Contrôle fiscal : action de l’Administration fiscale qui consiste à vérifier a posteriori les déclarations des contribuables. Le contrôle fiscal est la nécessaire contrepartie d’un système déclaratif. Il permet de sanctionner les fraudes ou de corriger les erreurs des contribuables. Il a également un effet dissuasif. En pratique, il consiste pour l’Administration fiscale à examiner la cohérence des déclarations, à les comparer à la comptabilité et aux pièces justificatives ainsi qu’à la réalité économique, financière et physique.
Pour exercer sa mission de contrôle, l’Administration fiscale dispose du droit de communication, des demandes de renseignements, d’éclaircissement ou de justification et du pouvoir de vérification. L’action administrative est encadrée par la loi qui prévoit au profit du contribuable des garanties à chaque stade de procédure.

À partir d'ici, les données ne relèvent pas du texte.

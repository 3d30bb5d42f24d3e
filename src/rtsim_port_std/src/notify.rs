//! Manual-reset notification object
use parking_lot_core as plc;
use rtsim::{RawNotify, Timeout, WaitOutcome};
use std::{
    sync::atomic::{AtomicBool, Ordering},
    time::Instant,
};

/// A manual-reset event built on the global parking lot.
///
/// Waiters are parked with the object's address as the key. The park is
/// validated against `signaled` while the parking lot's queue is locked, so a
/// [`set`](RawNotify::set) can't slip between the check and the park.
#[derive(Debug)]
pub struct StdNotify {
    signaled: AtomicBool,
}

impl StdNotify {
    #[inline]
    fn key(&self) -> usize {
        self as *const Self as usize
    }
}

/// Convert a relative timeout to a parking lot deadline. `None` means no
/// deadline.
pub(crate) fn park_deadline(timeout: Timeout) -> Option<Instant> {
    timeout
        .as_duration()
        .and_then(|d| Instant::now().checked_add(d))
}

impl RawNotify for StdNotify {
    fn new() -> Self {
        Self {
            signaled: AtomicBool::new(false),
        }
    }

    fn set(&self) {
        if !self.signaled.swap(true, Ordering::Release) {
            // Safety: The key is unique to this object, and nothing else parks
            // on it
            unsafe { plc::unpark_all(self.key(), plc::DEFAULT_UNPARK_TOKEN) };
        }
    }

    fn reset(&self) {
        self.signaled.store(false, Ordering::Relaxed);
    }

    fn wait(&self, timeout: Timeout) -> WaitOutcome {
        let deadline = park_deadline(timeout);
        // Safety: The callbacks don't panic and don't call into the parking
        // lot
        let result = unsafe {
            plc::park(
                self.key(),
                || !self.signaled.load(Ordering::Acquire),
                || {},
                |_, _| {},
                plc::DEFAULT_PARK_TOKEN,
                deadline,
            )
        };

        match result {
            plc::ParkResult::Unparked(_) | plc::ParkResult::Invalid => WaitOutcome::Signaled,
            plc::ParkResult::TimedOut => {
                // `set` might have raced with the timeout
                if self.signaled.load(Ordering::Acquire) {
                    WaitOutcome::Signaled
                } else {
                    WaitOutcome::TimedOut
                }
            }
        }
    }
}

Contrôle formel : contrôle consistant en un examen rapide d’une déclaration afin de s’assurer qu’elle contient les informations obligatoires et que celles-ci ne sont pas entachées d’erreurs de forme (de calcul…). En principe, c’est le système d’information qui doit effectuer en grande partie ce type de contrôle.

Contrôle sur pièces : examen de cohérence entre les différentes déclarations d’un même contribuable d’une part, éventuellement prolongé par des demandes de renseignements adressées au contribuable ou par l’exercice du droit de constatation sur place. Il est effectué par l’agent des impôts principalement dans son bureau, sans déplacement sur place. Les omissions ou inexactitudes décelées peuvent donner lieu à l’invitation du contribuable à souscrire une déclaration rectificative ou à des notifications de redressement.

Contrôle sur place : mise en œuvre des pouvoirs de vérification qui permettent au vérificateur de se rendre dans l’entreprise vérifiée pour y confronter les déclarations à la comptabilité, aux pièces justificatives, à la réalité du fonctionnement de l’entreprise.

Contrôle ponctuel : contrôle limité à l’examen d’une partie de la situation fiscale d’une entreprise au regard d’un impôt donné. Par exemple : contrôle de la réalité des crédits de TVA, pour une période déterminée.

 

Catégorisation fiscale : dispositions légales et réglementaires

– Article 164bis du Code Général des Impôts. Traitement préférentiel.
– Décret n° 2-12-132 du 17 août 2012. Conditions d’octroi du statut de contribuable fiscalement catégorisé.
– Arrêté du Ministre de l’Economie et des Finances n° 1053-12 du 22 août 2012. Composition et fonctionnement de la commission chargée de l’examen des demandes de statut de contribuable fiscalement catégorisé.
– Arrêté du Ministre de l’Economie et des Finances n° 1054-12 du 22 août 2012. Procédures d’octroi du statut de contribuable fiscalement catégorisé.